BEGIN Provided records

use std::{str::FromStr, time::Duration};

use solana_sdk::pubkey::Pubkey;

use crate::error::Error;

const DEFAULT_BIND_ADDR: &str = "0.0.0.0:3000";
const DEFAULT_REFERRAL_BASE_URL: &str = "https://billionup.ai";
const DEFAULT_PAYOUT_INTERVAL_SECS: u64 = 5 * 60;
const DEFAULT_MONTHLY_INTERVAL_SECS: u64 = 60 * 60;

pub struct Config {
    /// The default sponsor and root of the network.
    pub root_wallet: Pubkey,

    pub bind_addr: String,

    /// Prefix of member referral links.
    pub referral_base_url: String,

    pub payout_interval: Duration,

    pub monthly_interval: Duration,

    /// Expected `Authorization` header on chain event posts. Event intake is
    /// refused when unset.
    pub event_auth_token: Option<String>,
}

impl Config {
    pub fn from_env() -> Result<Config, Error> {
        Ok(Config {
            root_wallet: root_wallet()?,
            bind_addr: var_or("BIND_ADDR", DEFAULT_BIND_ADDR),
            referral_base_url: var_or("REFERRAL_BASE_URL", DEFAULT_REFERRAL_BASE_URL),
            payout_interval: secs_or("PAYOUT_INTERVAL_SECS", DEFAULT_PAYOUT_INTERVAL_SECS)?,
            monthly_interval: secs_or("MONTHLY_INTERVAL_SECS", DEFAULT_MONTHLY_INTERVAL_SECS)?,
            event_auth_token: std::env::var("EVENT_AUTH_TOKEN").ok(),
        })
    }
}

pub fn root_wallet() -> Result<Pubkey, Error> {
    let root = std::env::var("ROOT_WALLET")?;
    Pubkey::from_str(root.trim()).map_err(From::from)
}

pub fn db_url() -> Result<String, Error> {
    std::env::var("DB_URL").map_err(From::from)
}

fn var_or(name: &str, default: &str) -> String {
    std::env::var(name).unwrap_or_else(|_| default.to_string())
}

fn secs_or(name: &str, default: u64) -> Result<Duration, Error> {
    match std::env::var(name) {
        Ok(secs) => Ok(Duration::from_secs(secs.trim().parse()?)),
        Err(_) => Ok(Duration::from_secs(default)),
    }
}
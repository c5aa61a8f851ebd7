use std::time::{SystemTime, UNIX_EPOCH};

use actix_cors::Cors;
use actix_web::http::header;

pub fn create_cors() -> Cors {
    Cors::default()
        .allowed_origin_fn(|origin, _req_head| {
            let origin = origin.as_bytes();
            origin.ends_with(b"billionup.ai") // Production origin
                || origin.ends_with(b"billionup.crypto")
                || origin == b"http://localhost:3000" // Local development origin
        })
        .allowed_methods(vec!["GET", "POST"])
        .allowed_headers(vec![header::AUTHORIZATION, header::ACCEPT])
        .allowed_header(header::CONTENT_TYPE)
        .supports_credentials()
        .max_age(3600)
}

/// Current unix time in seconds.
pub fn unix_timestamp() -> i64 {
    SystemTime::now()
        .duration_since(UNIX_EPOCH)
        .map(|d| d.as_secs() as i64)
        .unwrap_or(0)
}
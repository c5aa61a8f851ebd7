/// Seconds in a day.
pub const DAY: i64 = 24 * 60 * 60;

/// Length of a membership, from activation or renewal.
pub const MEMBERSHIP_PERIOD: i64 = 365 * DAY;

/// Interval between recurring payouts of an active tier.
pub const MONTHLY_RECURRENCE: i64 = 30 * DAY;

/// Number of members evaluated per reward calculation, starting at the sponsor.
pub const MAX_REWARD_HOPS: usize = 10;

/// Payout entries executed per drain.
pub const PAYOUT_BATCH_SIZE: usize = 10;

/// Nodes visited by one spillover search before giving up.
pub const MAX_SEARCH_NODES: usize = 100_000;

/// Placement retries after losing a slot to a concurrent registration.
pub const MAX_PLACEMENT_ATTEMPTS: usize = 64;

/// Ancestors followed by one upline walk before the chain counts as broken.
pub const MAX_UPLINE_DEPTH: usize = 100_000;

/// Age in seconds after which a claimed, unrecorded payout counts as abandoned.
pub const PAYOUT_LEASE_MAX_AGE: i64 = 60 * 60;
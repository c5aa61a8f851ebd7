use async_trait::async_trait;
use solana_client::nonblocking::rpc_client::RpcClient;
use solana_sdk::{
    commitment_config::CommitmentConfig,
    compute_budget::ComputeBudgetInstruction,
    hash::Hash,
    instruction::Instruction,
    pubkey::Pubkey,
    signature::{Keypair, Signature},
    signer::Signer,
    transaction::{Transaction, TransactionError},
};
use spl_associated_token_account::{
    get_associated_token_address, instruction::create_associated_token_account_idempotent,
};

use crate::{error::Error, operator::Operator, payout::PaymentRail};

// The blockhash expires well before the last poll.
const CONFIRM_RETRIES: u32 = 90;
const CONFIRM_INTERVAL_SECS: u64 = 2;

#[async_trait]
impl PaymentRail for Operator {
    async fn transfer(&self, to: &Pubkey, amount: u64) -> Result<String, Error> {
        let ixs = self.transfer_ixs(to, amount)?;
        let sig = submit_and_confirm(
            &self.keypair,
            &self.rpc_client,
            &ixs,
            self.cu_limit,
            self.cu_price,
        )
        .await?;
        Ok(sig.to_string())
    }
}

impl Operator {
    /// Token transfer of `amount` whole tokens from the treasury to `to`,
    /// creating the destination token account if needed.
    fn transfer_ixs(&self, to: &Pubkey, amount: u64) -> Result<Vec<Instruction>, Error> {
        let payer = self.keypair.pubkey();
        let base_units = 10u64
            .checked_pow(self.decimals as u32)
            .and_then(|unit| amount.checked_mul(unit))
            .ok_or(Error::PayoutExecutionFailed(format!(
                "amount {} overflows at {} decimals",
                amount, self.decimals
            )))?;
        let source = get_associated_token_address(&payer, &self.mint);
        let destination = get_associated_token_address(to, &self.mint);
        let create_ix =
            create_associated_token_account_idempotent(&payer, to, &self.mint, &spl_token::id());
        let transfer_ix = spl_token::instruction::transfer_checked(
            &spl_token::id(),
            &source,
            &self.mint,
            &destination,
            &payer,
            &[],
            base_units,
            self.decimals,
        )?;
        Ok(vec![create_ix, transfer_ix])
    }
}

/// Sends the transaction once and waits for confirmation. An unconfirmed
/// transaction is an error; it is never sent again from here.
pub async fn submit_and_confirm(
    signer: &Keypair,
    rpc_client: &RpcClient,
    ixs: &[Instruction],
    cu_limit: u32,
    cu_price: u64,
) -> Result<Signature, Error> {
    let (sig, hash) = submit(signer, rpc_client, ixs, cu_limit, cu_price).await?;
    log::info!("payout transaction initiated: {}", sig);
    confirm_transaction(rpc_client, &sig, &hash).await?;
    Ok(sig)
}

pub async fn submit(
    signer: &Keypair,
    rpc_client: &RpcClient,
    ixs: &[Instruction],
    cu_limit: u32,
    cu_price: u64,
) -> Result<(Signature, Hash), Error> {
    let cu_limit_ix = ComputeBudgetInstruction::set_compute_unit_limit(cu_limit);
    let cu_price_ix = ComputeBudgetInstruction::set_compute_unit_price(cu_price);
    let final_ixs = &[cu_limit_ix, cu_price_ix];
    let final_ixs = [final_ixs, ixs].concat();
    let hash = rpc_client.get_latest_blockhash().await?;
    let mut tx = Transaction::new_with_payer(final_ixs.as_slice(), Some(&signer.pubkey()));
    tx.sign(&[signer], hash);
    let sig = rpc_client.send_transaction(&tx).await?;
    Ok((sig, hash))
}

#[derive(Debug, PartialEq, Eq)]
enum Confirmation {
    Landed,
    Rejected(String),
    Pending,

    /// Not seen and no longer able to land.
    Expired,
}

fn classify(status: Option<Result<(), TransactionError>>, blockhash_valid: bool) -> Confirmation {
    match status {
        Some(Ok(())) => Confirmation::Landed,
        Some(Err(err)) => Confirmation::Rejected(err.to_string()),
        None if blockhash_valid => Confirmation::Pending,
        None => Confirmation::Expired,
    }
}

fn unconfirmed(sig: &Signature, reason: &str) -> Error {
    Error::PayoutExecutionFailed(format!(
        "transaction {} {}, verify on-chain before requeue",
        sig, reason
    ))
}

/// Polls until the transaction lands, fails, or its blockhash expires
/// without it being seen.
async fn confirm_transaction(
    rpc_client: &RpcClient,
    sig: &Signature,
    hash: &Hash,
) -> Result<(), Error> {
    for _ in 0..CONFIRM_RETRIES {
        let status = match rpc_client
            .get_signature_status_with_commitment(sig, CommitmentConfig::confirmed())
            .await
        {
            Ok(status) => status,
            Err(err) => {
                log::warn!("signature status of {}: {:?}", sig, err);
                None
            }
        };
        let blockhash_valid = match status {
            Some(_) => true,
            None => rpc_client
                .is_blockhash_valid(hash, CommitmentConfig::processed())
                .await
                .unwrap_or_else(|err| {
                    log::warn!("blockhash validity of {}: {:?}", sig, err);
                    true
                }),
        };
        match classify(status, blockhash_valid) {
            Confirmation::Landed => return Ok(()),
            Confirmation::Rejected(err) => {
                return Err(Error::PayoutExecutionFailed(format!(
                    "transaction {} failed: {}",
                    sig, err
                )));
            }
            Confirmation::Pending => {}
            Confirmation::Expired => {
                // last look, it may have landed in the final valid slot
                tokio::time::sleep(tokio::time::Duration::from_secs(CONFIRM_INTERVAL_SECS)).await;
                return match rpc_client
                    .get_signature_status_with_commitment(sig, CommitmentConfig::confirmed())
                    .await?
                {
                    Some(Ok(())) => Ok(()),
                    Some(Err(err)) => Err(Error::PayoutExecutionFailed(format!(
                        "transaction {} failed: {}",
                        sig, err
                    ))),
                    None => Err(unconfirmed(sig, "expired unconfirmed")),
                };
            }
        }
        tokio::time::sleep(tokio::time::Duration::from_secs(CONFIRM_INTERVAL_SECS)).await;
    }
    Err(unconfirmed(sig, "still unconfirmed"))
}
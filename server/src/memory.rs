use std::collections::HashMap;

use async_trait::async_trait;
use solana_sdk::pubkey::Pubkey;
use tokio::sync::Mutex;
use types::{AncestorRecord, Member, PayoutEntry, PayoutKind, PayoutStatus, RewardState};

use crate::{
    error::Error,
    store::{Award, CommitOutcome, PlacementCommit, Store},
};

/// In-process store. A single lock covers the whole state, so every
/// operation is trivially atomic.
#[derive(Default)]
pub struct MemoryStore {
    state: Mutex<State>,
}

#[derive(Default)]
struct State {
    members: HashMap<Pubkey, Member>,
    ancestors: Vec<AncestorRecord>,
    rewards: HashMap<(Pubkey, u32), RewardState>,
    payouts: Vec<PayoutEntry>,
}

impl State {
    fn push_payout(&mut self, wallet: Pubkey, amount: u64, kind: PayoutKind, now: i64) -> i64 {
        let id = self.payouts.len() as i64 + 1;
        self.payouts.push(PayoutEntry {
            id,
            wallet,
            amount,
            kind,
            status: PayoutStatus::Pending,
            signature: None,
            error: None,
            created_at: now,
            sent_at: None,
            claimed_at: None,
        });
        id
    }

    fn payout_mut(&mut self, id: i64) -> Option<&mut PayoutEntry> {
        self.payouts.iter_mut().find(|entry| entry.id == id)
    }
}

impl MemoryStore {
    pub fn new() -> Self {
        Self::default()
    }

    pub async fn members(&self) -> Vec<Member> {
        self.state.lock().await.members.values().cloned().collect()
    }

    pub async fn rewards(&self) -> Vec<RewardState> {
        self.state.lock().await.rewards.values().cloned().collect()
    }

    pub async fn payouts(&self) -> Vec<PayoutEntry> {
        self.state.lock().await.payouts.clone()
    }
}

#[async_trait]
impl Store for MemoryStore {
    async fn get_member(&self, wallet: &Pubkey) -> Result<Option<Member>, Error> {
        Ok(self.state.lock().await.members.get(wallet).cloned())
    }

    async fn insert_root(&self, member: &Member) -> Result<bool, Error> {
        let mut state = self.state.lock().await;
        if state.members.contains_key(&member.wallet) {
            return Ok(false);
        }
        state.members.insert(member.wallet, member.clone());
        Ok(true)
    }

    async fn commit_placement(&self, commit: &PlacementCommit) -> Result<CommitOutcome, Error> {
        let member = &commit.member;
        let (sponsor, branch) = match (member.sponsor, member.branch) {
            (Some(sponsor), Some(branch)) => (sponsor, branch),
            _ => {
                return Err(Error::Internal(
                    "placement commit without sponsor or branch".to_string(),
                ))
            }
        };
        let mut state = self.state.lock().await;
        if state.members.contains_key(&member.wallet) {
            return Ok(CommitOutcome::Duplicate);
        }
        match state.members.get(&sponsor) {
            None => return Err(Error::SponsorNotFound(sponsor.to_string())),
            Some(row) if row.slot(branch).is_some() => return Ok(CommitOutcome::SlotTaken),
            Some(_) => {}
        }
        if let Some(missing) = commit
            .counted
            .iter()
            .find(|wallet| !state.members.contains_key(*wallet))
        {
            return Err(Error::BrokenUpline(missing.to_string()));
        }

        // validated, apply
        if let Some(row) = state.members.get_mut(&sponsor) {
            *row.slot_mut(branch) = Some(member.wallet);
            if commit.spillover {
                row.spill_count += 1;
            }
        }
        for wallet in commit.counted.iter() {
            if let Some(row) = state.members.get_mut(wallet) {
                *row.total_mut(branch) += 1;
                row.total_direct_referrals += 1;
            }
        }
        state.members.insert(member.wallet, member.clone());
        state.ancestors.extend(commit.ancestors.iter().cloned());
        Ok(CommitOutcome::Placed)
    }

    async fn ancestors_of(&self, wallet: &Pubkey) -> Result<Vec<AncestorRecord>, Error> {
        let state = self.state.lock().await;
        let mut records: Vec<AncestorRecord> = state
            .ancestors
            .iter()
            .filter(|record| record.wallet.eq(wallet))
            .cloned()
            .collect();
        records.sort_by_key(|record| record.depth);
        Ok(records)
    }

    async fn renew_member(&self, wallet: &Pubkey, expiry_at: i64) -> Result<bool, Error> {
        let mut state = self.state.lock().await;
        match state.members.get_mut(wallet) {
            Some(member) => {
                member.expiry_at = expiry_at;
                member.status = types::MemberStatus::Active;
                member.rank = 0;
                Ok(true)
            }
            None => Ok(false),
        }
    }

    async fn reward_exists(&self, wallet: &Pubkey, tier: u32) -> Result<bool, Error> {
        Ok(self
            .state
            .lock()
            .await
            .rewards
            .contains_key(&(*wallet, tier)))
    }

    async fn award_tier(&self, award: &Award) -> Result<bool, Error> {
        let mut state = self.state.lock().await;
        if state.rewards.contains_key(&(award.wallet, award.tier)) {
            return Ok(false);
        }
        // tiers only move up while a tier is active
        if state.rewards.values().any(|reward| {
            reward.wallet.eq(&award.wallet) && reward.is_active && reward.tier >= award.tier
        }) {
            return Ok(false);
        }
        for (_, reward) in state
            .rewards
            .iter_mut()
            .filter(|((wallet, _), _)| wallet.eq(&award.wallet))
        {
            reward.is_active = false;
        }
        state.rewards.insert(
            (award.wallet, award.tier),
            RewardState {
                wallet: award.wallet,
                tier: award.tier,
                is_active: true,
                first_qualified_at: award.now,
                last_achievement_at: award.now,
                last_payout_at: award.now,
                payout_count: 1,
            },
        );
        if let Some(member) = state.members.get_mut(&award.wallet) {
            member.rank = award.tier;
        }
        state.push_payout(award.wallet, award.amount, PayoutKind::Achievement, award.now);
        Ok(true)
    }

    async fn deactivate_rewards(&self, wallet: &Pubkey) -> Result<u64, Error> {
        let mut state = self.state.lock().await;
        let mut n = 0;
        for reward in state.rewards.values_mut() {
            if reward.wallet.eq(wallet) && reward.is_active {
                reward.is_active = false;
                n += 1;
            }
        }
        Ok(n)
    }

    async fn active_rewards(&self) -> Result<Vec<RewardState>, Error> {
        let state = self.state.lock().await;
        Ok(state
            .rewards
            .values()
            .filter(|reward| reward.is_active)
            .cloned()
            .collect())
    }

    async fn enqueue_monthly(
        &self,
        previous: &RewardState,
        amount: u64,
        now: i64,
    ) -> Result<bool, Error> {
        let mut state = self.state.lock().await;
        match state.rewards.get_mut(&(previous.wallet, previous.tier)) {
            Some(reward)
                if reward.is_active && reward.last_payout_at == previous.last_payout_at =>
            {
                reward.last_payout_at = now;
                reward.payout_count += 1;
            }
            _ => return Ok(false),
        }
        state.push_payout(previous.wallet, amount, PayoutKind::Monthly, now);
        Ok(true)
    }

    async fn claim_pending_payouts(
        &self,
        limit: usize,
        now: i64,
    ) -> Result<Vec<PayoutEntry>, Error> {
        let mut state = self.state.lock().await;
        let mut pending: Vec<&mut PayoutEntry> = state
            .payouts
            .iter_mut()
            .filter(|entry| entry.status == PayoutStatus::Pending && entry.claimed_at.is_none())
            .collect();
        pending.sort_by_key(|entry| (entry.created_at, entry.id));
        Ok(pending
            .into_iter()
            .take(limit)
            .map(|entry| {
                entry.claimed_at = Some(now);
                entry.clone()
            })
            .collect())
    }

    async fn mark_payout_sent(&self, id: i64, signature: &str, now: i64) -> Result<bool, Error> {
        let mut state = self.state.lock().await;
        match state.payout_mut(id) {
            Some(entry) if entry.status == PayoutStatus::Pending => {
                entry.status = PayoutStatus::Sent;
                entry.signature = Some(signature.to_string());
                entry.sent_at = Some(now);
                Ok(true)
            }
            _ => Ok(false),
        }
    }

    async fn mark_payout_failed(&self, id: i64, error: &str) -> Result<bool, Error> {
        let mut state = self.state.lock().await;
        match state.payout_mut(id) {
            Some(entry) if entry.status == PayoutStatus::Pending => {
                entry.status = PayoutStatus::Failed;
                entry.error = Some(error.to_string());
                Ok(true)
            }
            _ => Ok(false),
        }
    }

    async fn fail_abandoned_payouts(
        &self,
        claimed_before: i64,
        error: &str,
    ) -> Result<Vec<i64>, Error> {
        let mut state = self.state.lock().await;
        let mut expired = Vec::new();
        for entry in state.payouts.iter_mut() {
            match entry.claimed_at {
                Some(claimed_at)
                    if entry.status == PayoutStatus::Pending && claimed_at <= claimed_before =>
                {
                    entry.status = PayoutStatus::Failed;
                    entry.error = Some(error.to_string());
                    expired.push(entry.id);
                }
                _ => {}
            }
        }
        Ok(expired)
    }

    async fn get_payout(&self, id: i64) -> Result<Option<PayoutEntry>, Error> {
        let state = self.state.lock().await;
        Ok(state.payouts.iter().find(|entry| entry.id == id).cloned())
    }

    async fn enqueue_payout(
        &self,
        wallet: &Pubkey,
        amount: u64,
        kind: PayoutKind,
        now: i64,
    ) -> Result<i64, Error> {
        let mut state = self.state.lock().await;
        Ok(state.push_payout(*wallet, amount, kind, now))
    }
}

END Provided records

For each line above that contains "format", make a copy.

> **Solution**
            .ok_or(Error::PayoutExecutionFailed(format!(
    Error::PayoutExecutionFailed(format!(
                return Err(Error::PayoutExecutionFailed(format!(
                    Some(Err(err)) => Err(Error::PayoutExecutionFailed(format!(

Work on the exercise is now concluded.